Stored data
%%

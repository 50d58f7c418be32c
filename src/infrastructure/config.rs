use serde::Deserialize;

#[derive(Debug, Deserialize, Clone)]
pub struct DashboardConfig {
    #[serde(default)]
    pub server: ServerSettings,
    pub data: DataSettings,
    #[serde(default)]
    pub sessions: SessionSettings,
}

#[derive(Debug, Deserialize, Clone)]
pub struct ServerSettings {
    #[serde(default = "default_bind_address")]
    pub bind_address: String,
    #[serde(default = "default_port")]
    pub port: u16,
}

impl Default for ServerSettings {
    fn default() -> Self {
        Self {
            bind_address: default_bind_address(),
            port: default_port(),
        }
    }
}

#[derive(Debug, Deserialize, Clone)]
pub struct DataSettings {
    pub path: String,
    #[serde(default = "default_region_column")]
    pub region_column: String,
}

#[derive(Debug, Deserialize, Clone)]
pub struct SessionSettings {
    #[serde(default = "default_idle_timeout_secs")]
    pub idle_timeout_secs: u64,
    #[serde(default = "default_max_sessions")]
    pub max_sessions: usize,
}

impl Default for SessionSettings {
    fn default() -> Self {
        Self {
            idle_timeout_secs: default_idle_timeout_secs(),
            max_sessions: default_max_sessions(),
        }
    }
}

fn default_idle_timeout_secs() -> u64 {
    1800
}

fn default_max_sessions() -> usize {
    10_000
}

fn default_bind_address() -> String {
    "0.0.0.0".to_string()
}

fn default_port() -> u16 {
    8080
}

fn default_region_column() -> String {
    "Region".to_string()
}

#[derive(Debug, Deserialize, Clone, Default)]
pub struct ChartsConfig {
    #[serde(default)]
    pub charts: Vec<ChartConfig>,
}

#[derive(Debug, Deserialize, Clone)]
pub struct ChartConfig {
    pub id: String,
    pub title: String,
    pub view: String,
    pub kind: String,
    pub statistic: String,
    pub grouping: Option<String>,
    pub quartile_method: Option<String>,
    pub x_label: Option<String>,
    pub y_label: Option<String>,
    pub legend_title: Option<String>,
    #[serde(default)]
    pub palette: Vec<String>,
    #[serde(default)]
    pub series: Vec<SeriesConfig>,
    pub select: Option<SelectConfig>,
}

#[derive(Debug, Deserialize, Clone)]
pub struct SeriesConfig {
    pub column: String,
    pub label: Option<String>,
    pub color: Option<String>,
}

/// Pick sensor columns by classification instead of by name
#[derive(Debug, Deserialize, Clone)]
pub struct SelectConfig {
    pub measurement: Option<String>,
    #[serde(default)]
    pub plot_types: Vec<String>,
    #[serde(default = "default_label_by")]
    pub label_by: String,
}

fn default_label_by() -> String {
    "plot_type".to_string()
}

pub fn load_dashboard_config() -> anyhow::Result<DashboardConfig> {
    let settings = config::Config::builder()
        .add_source(config::File::with_name("config/dashboard"))
        .add_source(
            config::Environment::with_prefix("DASHBOARD")
                .separator("__")
                .try_parsing(true),
        )
        .build()?;

    Ok(settings.try_deserialize()?)
}

pub fn load_charts_config() -> anyhow::Result<ChartsConfig> {
    let settings = config::Config::builder()
        .add_source(config::File::with_name("config/charts"))
        .build()?;

    Ok(settings.try_deserialize()?)
}

/// Parse a chart catalog from TOML text
#[cfg(test)]
pub fn parse_charts_config(toml: &str) -> anyhow::Result<ChartsConfig> {
    let settings = config::Config::builder()
        .add_source(config::File::from_str(toml, config::FileFormat::Toml))
        .build()?;

    Ok(settings.try_deserialize()?)
}
// HTTP request handlers
use crate::domain::measurement::RowFilter;
use crate::domain::view::View;
use crate::infrastructure::chunked_json::stream_from_receiver;
use crate::infrastructure::json_response::{accepts_brotli, json_response};
use crate::presentation::app_state::AppState;
use axum::{
    extract::{Path, Query, State},
    http::{HeaderMap, StatusCode},
    response::{IntoResponse, Response},
    Json,
};
use serde::{Deserialize, Serialize};
use std::sync::Arc;

#[derive(Debug, Deserialize)]
pub struct SelectViewRequest {
    pub view: View,
}

#[derive(Debug, Serialize)]
pub struct SelectViewResponse {
    pub view: View,
    pub visible_slots: Vec<String>,
}

fn into_response(result: Result<Response, StatusCode>) -> Response {
    match result {
        Ok(response) => response,
        Err(status) => status.into_response(),
    }
}

/// Health check endpoint
pub async fn health_check() -> &'static str {
    "ok"
}

/// List all views with their chart slots
pub async fn list_views(headers: HeaderMap, State(state): State<Arc<AppState>>) -> Response {
    let views = state.dashboard_service.list_views();
    into_response(json_response(&views, accepts_brotli(&headers)).await)
}

/// Full page for the session's current view
pub async fn get_session_view(
    Path(session_id): Path<String>,
    headers: HeaderMap,
    State(state): State<Arc<AppState>>,
) -> Response {
    let session = state.session_service.get(&session_id).await;
    let page = state
        .dashboard_service
        .get_view(session.router.current(), &session.filter);
    into_response(json_response(&page, accepts_brotli(&headers)).await)
}

pub async fn select_view(
    Path(session_id): Path<String>,
    headers: HeaderMap,
    State(state): State<Arc<AppState>>,
    Json(request): Json<SelectViewRequest>,
) -> Response {
    let visible_slots = state.session_service.select_view(&session_id, request.view).await;
    let response = SelectViewResponse {
        view: request.view,
        visible_slots,
    };
    into_response(json_response(&response, accepts_brotli(&headers)).await)
}

pub async fn set_filters(
    Path(session_id): Path<String>,
    State(state): State<Arc<AppState>>,
    Json(filter): Json<RowFilter>,
) -> StatusCode {
    state.session_service.set_filter(&session_id, filter).await;
    StatusCode::NO_CONTENT
}

/// Stream the session's current view (progressive loading)
pub async fn stream_view(
    Path(session_id): Path<String>,
    headers: HeaderMap,
    State(state): State<Arc<AppState>>,
) -> impl IntoResponse {
    let session = state.session_service.get(&session_id).await;
    let rx = state
        .streaming_service
        .stream_view(session.router.current(), &session.filter)
        .await;
    stream_from_receiver(rx, accepts_brotli(&headers))
}

/// One bound chart, filtered by the query string
pub async fn get_chart(
    Path(chart_id): Path<String>,
    Query(filter): Query<RowFilter>,
    headers: HeaderMap,
    State(state): State<Arc<AppState>>,
) -> Response {
    match state.dashboard_service.chart(&chart_id, &filter) {
        Some(chart) => into_response(json_response(&chart, accepts_brotli(&headers)).await),
        None => {
            tracing::debug!("Unknown chart requested: {}", chart_id);
            StatusCode::NOT_FOUND.into_response()
        }
    }
}

#[cfg(test)]
mod tests {
    use super::*;
    use crate::application::chart_catalog::ChartCatalog;
    use crate::application::dashboard_service::DashboardService;
    use crate::application::session_service::{SessionLimits, SessionService};
    use crate::application::streaming_service::StreamingDashboardService;
    use crate::infrastructure::config::parse_charts_config;
    use crate::infrastructure::csv_repository::{parse_reader, LoadOptions};

    const CSV: &str = "DATE,TIME,Month,AG-PV P3/T (oC),AO-TI P2/T (oC)\n\
        2024-05-14,05:00:00,May,24,26\n\
        2024-05-14,06:00:00,May,30,31\n";

    fn state() -> Arc<AppState> {
        let table = Arc::new(parse_reader(CSV.as_bytes(), &LoadOptions::default()).unwrap());
        let toml = std::fs::read_to_string(concat!(env!("CARGO_MANIFEST_DIR"), "/config/charts.toml")).unwrap();
        let catalog = Arc::new(ChartCatalog::from_config(&parse_charts_config(&toml).unwrap()).unwrap());
        Arc::new(AppState {
            dashboard_service: DashboardService::new(table.clone(), catalog.clone()),
            streaming_service: StreamingDashboardService::new(table, catalog.clone()),
            session_service: SessionService::new(catalog, SessionLimits::default()),
        })
    }

    async fn body_json(response: Response) -> serde_json::Value {
        let body = axum::body::to_bytes(response.into_body(), usize::MAX).await.unwrap();
        serde_json::from_slice(&body).unwrap()
    }

    #[tokio::test]
    async fn test_select_then_get_view() {
        let state = state();

        let response = select_view(
            Path("s1".to_string()),
            HeaderMap::new(),
            State(state.clone()),
            Json(SelectViewRequest {
                view: View::Temperature,
            }),
        )
        .await;
        assert_eq!(response.status(), StatusCode::OK);
        let json = body_json(response).await;
        assert_eq!(json["view"], "temperature");
        assert_eq!(json["visible_slots"].as_array().unwrap().len(), 3);

        let response = get_session_view(Path("s1".to_string()), HeaderMap::new(), State(state.clone())).await;
        let json = body_json(response).await;
        assert_eq!(json["view"], "temperature");
        assert_eq!(json["charts"][1]["id"], "hourly-temperature");
        assert_eq!(json["charts"][1]["body"]["type"], "series");

        let response = get_session_view(Path("s2".to_string()), HeaderMap::new(), State(state)).await;
        let json = body_json(response).await;
        assert_eq!(json["view"], "overview");
        assert_eq!(json["tiles"][0]["value"], 2.0);
    }

    #[tokio::test]
    async fn test_filters_apply_to_session() {
        let state = state();
        let status = set_filters(
            Path("s1".to_string()),
            State(state.clone()),
            Json(RowFilter {
                year: Some(2023),
                region: None,
            }),
        )
        .await;
        assert_eq!(status, StatusCode::NO_CONTENT);

        let response = get_session_view(Path("s1".to_string()), HeaderMap::new(), State(state)).await;
        let json = body_json(response).await;
        assert_eq!(json["tiles"][0]["id"], "data-points");
        assert_eq!(json["tiles"][0]["value"], 0.0);
    }

    #[tokio::test]
    async fn test_get_chart() {
        let state = state();

        let response = get_chart(
            Path("monthly-temperature".to_string()),
            Query(RowFilter::default()),
            HeaderMap::new(),
            State(state.clone()),
        )
        .await;
        assert_eq!(response.status(), StatusCode::OK);
        let json = body_json(response).await;
        assert_eq!(json["body"]["series"][0]["points"][0]["category"], "May");
        assert_eq!(json["body"]["series"][0]["points"][0]["value"], 27.0);

        let response = get_chart(
            Path("no-such-chart".to_string()),
            Query(RowFilter::default()),
            HeaderMap::new(),
            State(state),
        )
        .await;
        assert_eq!(response.status(), StatusCode::NOT_FOUND);
    }

    #[tokio::test]
    async fn test_blank_region_query_keeps_all_rows() {
        let uri: axum::http::Uri = "/charts/monthly-temperature?region=".parse().unwrap();
        let Query(filter) = Query::<RowFilter>::try_from_uri(&uri).unwrap();
        assert!(filter.is_empty());

        let response = get_chart(
            Path("monthly-temperature".to_string()),
            Query(filter),
            HeaderMap::new(),
            State(state()),
        )
        .await;
        let json = body_json(response).await;
        assert_eq!(json["body"]["type"], "series");
        assert_eq!(json["body"]["series"][0]["points"][0]["value"], 27.0);
    }

    #[tokio::test]
    async fn test_list_views() {
        let response = list_views(HeaderMap::new(), State(state())).await;
        let json = body_json(response).await;
        assert_eq!(json.as_array().unwrap().len(), 6);
        assert_eq!(json[5]["view"], "finals");
    }

    #[test]
    fn test_select_view_request_rejects_unknown_view() {
        assert!(serde_json::from_str::<SelectViewRequest>(r#"{"view": "settings"}"#).is_err());
        let request: SelectViewRequest = serde_json::from_str(r#"{"view": "executive"}"#).unwrap();
        assert_eq!(request.view, View::ExecutiveSummary);
    }
}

%%

EXERCISE REQUIREMENTS ▸
Count every line of the records that includes "page", and give that number with no other words.

EXERCISE RESPONSE ▸
3